### DATASET CONTENT

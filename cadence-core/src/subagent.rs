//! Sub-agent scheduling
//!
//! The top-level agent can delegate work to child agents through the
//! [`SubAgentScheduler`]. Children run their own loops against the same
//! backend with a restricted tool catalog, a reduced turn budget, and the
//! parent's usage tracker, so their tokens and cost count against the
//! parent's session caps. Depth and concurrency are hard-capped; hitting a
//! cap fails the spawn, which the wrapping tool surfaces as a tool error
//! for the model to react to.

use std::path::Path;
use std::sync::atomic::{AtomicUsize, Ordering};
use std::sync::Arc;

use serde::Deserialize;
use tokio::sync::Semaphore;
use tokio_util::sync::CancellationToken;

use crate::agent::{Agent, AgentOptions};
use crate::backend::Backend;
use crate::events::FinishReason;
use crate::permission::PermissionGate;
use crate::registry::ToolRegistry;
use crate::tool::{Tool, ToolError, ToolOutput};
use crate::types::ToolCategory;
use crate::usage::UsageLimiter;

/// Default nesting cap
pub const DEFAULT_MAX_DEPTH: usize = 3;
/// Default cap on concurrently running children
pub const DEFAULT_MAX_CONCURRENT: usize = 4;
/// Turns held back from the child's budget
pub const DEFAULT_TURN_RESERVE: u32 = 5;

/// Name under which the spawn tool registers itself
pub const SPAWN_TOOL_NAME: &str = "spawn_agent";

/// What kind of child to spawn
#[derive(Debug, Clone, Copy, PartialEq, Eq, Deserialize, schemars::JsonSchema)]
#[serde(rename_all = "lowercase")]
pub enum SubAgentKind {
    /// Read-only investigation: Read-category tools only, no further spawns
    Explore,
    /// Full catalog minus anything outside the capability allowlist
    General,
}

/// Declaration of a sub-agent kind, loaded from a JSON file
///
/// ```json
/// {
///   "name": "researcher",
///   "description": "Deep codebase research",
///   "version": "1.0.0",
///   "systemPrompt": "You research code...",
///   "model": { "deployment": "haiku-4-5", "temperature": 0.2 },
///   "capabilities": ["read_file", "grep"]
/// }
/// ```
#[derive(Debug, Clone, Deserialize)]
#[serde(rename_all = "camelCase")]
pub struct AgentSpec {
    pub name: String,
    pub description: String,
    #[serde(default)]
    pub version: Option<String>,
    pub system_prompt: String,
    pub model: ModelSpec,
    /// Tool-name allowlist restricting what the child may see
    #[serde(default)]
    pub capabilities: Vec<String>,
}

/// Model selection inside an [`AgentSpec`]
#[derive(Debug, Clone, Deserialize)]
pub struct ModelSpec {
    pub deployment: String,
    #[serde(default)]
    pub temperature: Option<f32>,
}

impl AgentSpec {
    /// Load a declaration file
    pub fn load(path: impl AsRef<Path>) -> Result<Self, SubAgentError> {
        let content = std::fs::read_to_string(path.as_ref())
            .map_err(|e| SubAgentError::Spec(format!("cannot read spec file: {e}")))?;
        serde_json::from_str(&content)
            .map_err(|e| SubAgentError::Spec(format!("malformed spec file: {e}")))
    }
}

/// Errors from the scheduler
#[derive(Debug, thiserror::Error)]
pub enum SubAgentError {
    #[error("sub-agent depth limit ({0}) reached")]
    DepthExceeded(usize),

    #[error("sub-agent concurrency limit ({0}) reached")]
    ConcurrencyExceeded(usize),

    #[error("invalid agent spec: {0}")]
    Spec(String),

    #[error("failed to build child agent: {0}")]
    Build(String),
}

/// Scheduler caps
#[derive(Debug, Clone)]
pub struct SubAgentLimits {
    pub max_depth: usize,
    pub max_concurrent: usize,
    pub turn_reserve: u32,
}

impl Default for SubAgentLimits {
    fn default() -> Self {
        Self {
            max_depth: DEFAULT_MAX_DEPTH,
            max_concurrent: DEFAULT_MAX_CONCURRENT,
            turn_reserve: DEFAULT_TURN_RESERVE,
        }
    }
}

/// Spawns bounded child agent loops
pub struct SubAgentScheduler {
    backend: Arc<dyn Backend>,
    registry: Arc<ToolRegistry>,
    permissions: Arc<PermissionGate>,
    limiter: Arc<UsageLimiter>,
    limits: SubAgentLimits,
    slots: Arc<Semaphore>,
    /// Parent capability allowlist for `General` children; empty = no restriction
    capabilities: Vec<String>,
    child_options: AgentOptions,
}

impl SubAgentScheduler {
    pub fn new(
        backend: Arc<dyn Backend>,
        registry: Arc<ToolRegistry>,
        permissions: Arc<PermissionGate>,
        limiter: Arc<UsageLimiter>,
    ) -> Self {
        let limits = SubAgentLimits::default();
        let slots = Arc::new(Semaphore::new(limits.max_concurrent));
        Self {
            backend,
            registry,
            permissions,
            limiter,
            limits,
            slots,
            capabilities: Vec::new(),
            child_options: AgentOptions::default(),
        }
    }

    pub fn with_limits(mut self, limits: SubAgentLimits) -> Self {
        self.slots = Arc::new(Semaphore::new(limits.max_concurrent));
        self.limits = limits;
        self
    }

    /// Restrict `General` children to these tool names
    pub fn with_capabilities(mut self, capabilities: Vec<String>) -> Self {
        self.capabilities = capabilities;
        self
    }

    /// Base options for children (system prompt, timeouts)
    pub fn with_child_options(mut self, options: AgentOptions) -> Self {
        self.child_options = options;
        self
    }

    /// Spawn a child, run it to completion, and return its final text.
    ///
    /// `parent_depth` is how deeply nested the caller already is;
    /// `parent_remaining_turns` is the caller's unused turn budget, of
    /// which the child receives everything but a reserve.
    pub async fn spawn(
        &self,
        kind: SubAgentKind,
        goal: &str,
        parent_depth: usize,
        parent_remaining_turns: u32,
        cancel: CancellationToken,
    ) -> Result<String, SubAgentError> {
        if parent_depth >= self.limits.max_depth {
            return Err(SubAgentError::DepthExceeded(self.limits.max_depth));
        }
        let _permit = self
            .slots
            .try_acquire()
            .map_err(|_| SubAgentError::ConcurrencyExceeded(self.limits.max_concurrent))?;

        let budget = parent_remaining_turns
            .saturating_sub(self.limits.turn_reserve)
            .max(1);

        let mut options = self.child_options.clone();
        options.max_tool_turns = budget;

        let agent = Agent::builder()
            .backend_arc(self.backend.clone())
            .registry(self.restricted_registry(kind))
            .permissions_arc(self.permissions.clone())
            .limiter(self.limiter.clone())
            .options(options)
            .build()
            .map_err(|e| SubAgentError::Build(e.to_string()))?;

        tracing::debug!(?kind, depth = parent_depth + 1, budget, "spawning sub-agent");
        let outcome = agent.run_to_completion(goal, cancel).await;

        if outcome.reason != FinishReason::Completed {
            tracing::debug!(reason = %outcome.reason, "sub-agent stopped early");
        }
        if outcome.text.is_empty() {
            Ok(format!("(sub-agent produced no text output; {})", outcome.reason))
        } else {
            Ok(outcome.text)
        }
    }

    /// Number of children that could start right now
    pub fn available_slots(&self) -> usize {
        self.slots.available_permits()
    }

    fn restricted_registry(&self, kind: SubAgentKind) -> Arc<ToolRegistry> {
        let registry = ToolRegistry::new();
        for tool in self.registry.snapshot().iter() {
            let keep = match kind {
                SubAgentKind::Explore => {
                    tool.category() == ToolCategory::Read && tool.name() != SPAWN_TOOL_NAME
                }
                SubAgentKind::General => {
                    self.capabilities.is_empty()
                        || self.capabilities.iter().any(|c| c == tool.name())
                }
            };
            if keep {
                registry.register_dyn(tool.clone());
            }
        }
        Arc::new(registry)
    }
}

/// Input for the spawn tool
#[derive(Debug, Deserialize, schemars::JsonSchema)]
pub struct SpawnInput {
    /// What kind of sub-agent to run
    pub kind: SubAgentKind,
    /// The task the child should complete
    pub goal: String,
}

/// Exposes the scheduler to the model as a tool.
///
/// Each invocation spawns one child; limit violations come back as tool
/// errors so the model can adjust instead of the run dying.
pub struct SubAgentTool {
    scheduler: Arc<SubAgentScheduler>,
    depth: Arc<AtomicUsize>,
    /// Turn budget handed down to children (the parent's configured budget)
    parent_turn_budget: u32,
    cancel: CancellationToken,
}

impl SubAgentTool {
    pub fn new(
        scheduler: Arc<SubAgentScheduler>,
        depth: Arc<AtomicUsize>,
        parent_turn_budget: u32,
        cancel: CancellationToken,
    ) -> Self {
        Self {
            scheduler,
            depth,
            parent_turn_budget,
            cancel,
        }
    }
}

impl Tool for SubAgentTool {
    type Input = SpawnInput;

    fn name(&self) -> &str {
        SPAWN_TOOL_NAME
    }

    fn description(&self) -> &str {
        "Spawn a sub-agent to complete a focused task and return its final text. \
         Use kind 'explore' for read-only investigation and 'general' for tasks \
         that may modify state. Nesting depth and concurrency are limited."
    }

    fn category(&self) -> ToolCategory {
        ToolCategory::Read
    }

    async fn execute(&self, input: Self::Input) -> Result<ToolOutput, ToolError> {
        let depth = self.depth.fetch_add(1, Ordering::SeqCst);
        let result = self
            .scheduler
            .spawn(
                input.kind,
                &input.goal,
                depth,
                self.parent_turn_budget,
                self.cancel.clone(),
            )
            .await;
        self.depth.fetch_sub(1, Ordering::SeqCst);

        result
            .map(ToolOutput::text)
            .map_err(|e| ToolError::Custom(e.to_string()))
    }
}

######

## [TASK ITEM]
Please write out the material word for word from its first line through the line holding "pub enum SubAgentKind", including both, and no line past it.

## [RESPONSE TO THE EXERCISE]
filename cadence-core/src/subagent.rs
//! Sub-agent scheduling
//!
//! The top-level agent can delegate work to child agents through the
//! [`SubAgentScheduler`]. Children run their own loops against the same
//! backend with a restricted tool catalog, a reduced turn budget, and the
//! parent's usage tracker, so their tokens and cost count against the
//! parent's session caps. Depth and concurrency are hard-capped; hitting a
//! cap fails the spawn, which the wrapping tool surfaces as a tool error
//! for the model to react to.

use std::path::Path;
use std::sync::atomic::{AtomicUsize, Ordering};
use std::sync::Arc;

use serde::Deserialize;
use tokio::sync::Semaphore;
use tokio_util::sync::CancellationToken;

use crate::agent::{Agent, AgentOptions};
use crate::backend::Backend;
use crate::events::FinishReason;
use crate::permission::PermissionGate;
use crate::registry::ToolRegistry;
use crate::tool::{Tool, ToolError, ToolOutput};
use crate::types::ToolCategory;
use crate::usage::UsageLimiter;

/// Default nesting cap
pub const DEFAULT_MAX_DEPTH: usize = 3;
/// Default cap on concurrently running children
pub const DEFAULT_MAX_CONCURRENT: usize = 4;
/// Turns held back from the child's budget
pub const DEFAULT_TURN_RESERVE: u32 = 5;

/// Name under which the spawn tool registers itself
pub const SPAWN_TOOL_NAME: &str = "spawn_agent";

/// What kind of child to spawn
#[derive(Debug, Clone, Copy, PartialEq, Eq, Deserialize, schemars::JsonSchema)]
#[serde(rename_all = "lowercase")]
pub enum SubAgentKind {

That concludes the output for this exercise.